Kick It with Donna V. episode 10
Did you know that narcissistic personality disorder affects an estimated 1 percent of the general population? It sure seems like more than that are affected. At least it feels that way when you are married to one. A pre-warning. This is not an ex-husband bashing.
I lived with it for twenty- seven years. How many of you are living with it? Are you married to one? Do you have a sibling with it? A parent? A friend? Whoever it is, you are not crazy! You are not the one with the issue. You are just the unlucky recipient. So, what are your choices? Continue to stay because you are afraid to leave. Leave because you do want to be free from it.
My goal today is to help you understand what narcissism is and how it affects your well-being. Living with it for as long as I did makes me somewhat of an expert because of my life experience. To be honest, I never that there was something wrong with me. I felt that there was something wrong with him, but I couldn’t put my finger on it. The things that he did and said were hurtful and made for a very rough family dynamic for me and our two kids.
It took me many years to understand that my ex was a narcissist. There were issues in our marriage that could never be resolved because of it. I stood by and watched him bully our kids and me too, now that I think about it. We fought over it many times to no avail. I suggested we go to a marriage counselor to help us out. He refused because he was never wrong. The issues in our marriage resulted in a divorce. I was dating someone who took a few night classes. One of his classes was on psychology. He had a study sheet on narcissism. He said, “this is your ex-husband.” As I read it, I realized he was right. Hindsight is a beautiful thing.
When you’re in something that is messed up, you are too close to the fire to have any objectivity. When you remove yourself from it, you start to see the light. A few years later, I was taking a trip to New York and bought a book called Assholes, A Theory by Aaron James. No, this was not a picture book of people’s assholes. Instead, it was a book about placing assholes into different categories. The first category was narcissism. Little did I know that on my trip to New York I would be reading about my ex-husband! I learned so much and it all finally made sense.
Through Wikipedia, I found the following. What is the definition of narcissism and where did the term come from? Narcissism is the pursuit of gratification from vanity or egotistic admiration of one’s own abilities. The term originated from Greek mythology where the young Narcissus fell in love with his own image reflected in a pool of water. The psychological definition is extreme selfishness with a grandiose view of one’s own talents and a craving for admiration. It gets more interesting with the synonyms. Vanity, self-love, self-admiration, self-absorption, self-obsession, conceit, self-centeredness, self-regard and egotism. As you can see, a lot of “selfs” in there.

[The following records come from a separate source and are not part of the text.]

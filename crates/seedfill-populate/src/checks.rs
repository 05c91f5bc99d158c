use std::collections::BTreeSet;

use seedfill_core::{EntityKind, FieldDescriptor, FieldKind, Value};

use crate::storage::{Record, Storage, StorageError};

/// Fields of a candidate record that collided with persisted rows.
#[derive(Debug, Clone, Default, PartialEq, Eq)]
pub struct ConstraintViolation {
    pub fields: Vec<String>,
}

/// Whether a field takes part in single-field uniqueness checks.
///
/// Identity fields are excluded: storage assigns those, so a candidate
/// record never carries a colliding value. One-to-one fields stay checked
/// even when they double as the identity, unless the field is inherited
/// from a parent kind (the parent's check already covers it).
fn is_checked_unique(field: &FieldDescriptor) -> bool {
    if !field.unique {
        return false;
    }
    if !field.primary_key {
        return true;
    }
    matches!(field.kind, FieldKind::ToOneUnique { .. }) && !field.inherited
}

/// Check a candidate record against `kind`'s uniqueness constraints.
///
/// Returns the colliding fields, or `None` when the record is admissible.
/// Null values in nullable fields never collide; a unique-together group
/// whose values are all null is skipped entirely.
pub fn check(
    kind: &EntityKind,
    record: &Record,
    storage: &dyn Storage,
) -> Result<Option<ConstraintViolation>, StorageError> {
    let mut colliding = Vec::new();

    for field in kind.fields.iter().filter(|field| is_checked_unique(field)) {
        let value = record.get(&field.name).cloned().unwrap_or(Value::Null);
        if value.is_null() && field.nullable {
            continue;
        }
        if storage.exists(&kind.name, &[(field.name.as_str(), value)])? {
            colliding.push(field.name.clone());
        }
    }

    for group in &kind.unique_together {
        let members: Vec<&str> = group
            .iter()
            .filter(|name| {
                kind.field_named(name)
                    .is_none_or(|field| !field.primary_key)
            })
            .map(String::as_str)
            .collect();
        if members.is_empty() {
            continue;
        }

        let filter: Vec<(&str, Value)> = members
            .iter()
            .map(|name| {
                let value = record.get(*name).cloned().unwrap_or(Value::Null);
                (*name, value)
            })
            .collect();
        if filter.iter().all(|(_, value)| value.is_null()) {
            continue;
        }
        if storage.exists(&kind.name, &filter)? {
            // The whole declared group is reported, identity members included.
            colliding.extend(group.iter().cloned());
        }
    }

    let mut seen = BTreeSet::new();
    colliding.retain(|field| seen.insert(field.clone()));

    if colliding.is_empty() {
        Ok(None)
    } else {
        Ok(Some(ConstraintViolation { fields: colliding }))
    }
}

#[cfg(test)]
mod tests {
    use super::*;
    use crate::storage::MemoryStorage;
    use seedfill_core::EntityKind;

    fn record(pairs: &[(&str, Value)]) -> Record {
        pairs
            .iter()
            .map(|(name, value)| (name.to_string(), value.clone()))
            .collect()
    }

    #[test]
    fn unique_field_collision_is_reported() {
        let kind = EntityKind::new("Player").field(
            FieldDescriptor::new("nickname", FieldKind::Char { max_length: 50 }).unique(),
        );
        let mut storage = MemoryStorage::new();
        let taken = record(&[("nickname", Value::Text("kim".into()))]);
        storage.create("Player", &taken).unwrap();

        let violation = check(&kind, &taken, &storage).unwrap().unwrap();
        assert_eq!(violation.fields, vec!["nickname".to_string()]);

        let fresh = record(&[("nickname", Value::Text("lee".into()))]);
        assert!(check(&kind, &fresh, &storage).unwrap().is_none());
    }

    #[test]
    fn null_in_nullable_unique_field_never_collides() {
        let kind = EntityKind::new("Player").field(
            FieldDescriptor::new("email", FieldKind::Email)
                .unique()
                .nullable(),
        );
        let mut storage = MemoryStorage::new();
        storage
            .create("Player", &record(&[("email", Value::Null)]))
            .unwrap();

        let candidate = record(&[("email", Value::Null)]);
        assert!(check(&kind, &candidate, &storage).unwrap().is_none());
    }

    #[test]
    fn identity_fields_are_not_checked() {
        let kind = EntityKind::new("Game").field(
            FieldDescriptor::new("id", FieldKind::PositiveInt)
                .unique()
                .primary_key(),
        );
        let mut storage = MemoryStorage::new();
        let row = record(&[("id", Value::Int(1))]);
        storage.create("Game", &row).unwrap();

        assert!(check(&kind, &row, &storage).unwrap().is_none());
    }

    #[test]
    fn one_to_one_identity_is_still_checked_unless_inherited() {
        let checked = FieldDescriptor::new(
            "profile",
            FieldKind::ToOneUnique {
                target: "Profile".to_string(),
            },
        )
        .primary_key();
        assert!(is_checked_unique(&checked));
        assert!(!is_checked_unique(&checked.inherited()));
    }

    #[test]
    fn unique_together_flags_the_whole_group() {
        let kind = EntityKind::new("Answer")
            .field(FieldDescriptor::new("question", FieldKind::PositiveInt))
            .field(FieldDescriptor::new("rank", FieldKind::PositiveSmallInt))
            .unique_together(&["question", "rank"]);
        let mut storage = MemoryStorage::new();
        let row = record(&[("question", Value::Int(3)), ("rank", Value::Int(1))]);
        storage.create("Answer", &row).unwrap();

        let violation = check(&kind, &row, &storage).unwrap().unwrap();
        assert_eq!(
            violation.fields,
            vec!["question".to_string(), "rank".to_string()]
        );

        let other = record(&[("question", Value::Int(3)), ("rank", Value::Int(2))]);
        assert!(check(&kind, &other, &storage).unwrap().is_none());
    }

    #[test]
    fn group_violations_name_identity_members_too() {
        // Identity fields are excluded from the collision query but still
        // belong to the reported group.
        let kind = EntityKind::new("Entry")
            .field(
                FieldDescriptor::new("id", FieldKind::PositiveInt)
                    .unique()
                    .primary_key(),
            )
            .field(FieldDescriptor::new("rank", FieldKind::PositiveSmallInt))
            .unique_together(&["id", "rank"]);
        let mut storage = MemoryStorage::new();
        storage
            .create("Entry", &record(&[("rank", Value::Int(1))]))
            .unwrap();

        let candidate = record(&[("id", Value::Int(99)), ("rank", Value::Int(1))]);
        let violation = check(&kind, &candidate, &storage).unwrap().unwrap();
        assert_eq!(violation.fields, vec!["id".to_string(), "rank".to_string()]);
    }

    #[test]
    fn fields_violating_twice_are_reported_once() {
        let kind = EntityKind::new("Seat")
            .field(FieldDescriptor::new("row", FieldKind::PositiveSmallInt).unique())
            .field(FieldDescriptor::new("column", FieldKind::PositiveSmallInt))
            .unique_together(&["row", "column"]);
        let mut storage = MemoryStorage::new();
        let taken = record(&[("row", Value::Int(3)), ("column", Value::Int(4))]);
        storage.create("Seat", &taken).unwrap();

        let violation = check(&kind, &taken, &storage).unwrap().unwrap();
        assert_eq!(
            violation.fields,
            vec!["row".to_string(), "column".to_string()]
        );
    }

    #[test]
    fn all_null_unique_together_tuples_are_skipped() {
        let kind = EntityKind::new("Edge")
            .field(FieldDescriptor::new("left", FieldKind::PositiveInt).nullable())
            .field(FieldDescriptor::new("right", FieldKind::PositiveInt).nullable())
            .unique_together(&["left", "right"]);
        let mut storage = MemoryStorage::new();
        let nulls = record(&[("left", Value::Null), ("right", Value::Null)]);
        storage.create("Edge", &nulls).unwrap();

        assert!(check(&kind, &nulls, &storage).unwrap().is_none());
    }
}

There are traits and signs of narcissism that some narcissists have some or all of:
1. Self-focus in interpersonal relationships
2. Problems in sustaining satisfying relationships
3. Lack of psychological awareness
4. Difficulty with empathy
5. Problems distinguishing self from others
6. Hypersensitivity to all insults or imagined insults
7. Vulnerability to shame rather than guilt
8. Haughty body language
9. Flattery to people who admire or affirm them
10. Detesting those who do not admire them
11. Using other people without considering the cost of doing so
12. Pretending to be more important than they think they are
13. Bragging and exaggerating their achievements
14. Claiming to be an expert at many things
15. Inability to view the world from the perspective of other people
16. Denial of remorse or gratitude
So, what are you supposed to do with all this information? You know the adage knowledge is power? Now you have the power to make a choice. I know this choice isn’t easy. I’ve been there. Do you think I instantly decided to get a divorce without seriously thinking about it? I had two kids to consider. I was afraid of the unknown. Now, I know what you’re asking. How did I make the decision to leave and follow through? I haven’t walked a mile in your shoes and you haven’t walked a mile in mine. I am headstrong by nature. If I stay, this is what I will deal with the rest of my life with no rainbow at the end of the tunnel. If I leave, I release myself from being a prisoner to someone else’s narcissistic behavior. I struggled with the all the what ifs. What if my ex poisoned my kids against me? What if my kids resented my decision? At the end of the day, I knew the answer. You need to go Donna. Save yourself. I made the decision and have no regrets. Leave behind what you can’t change.
You know what I did change? My ex can no longer control me. I am free.
Let’s talk about my kids. How did the interaction my ex had with them as young children affect them? Here’s the deal. It does affect them. Are they strong enough to see their dad for who he is? Are they capable of leaving what they don’t like and taking what they do like to carry on? Can they raise their own children without the baggage given to them and create a positive, loving home? I pray the answer is yes.
I hope my decision to make a change is an example to my kids and to you on how to deal with uncomfortable issues so you can free yourself. By not setting this example, I do all a terrible disservice.
If you are in a relationship with a narcissist and want to seek out advice, please visit narcissisticandemotionalabuse.co.uk.
I hope that by listening today you learned everything you need to know about narcissism. I hope it helps you make a choice.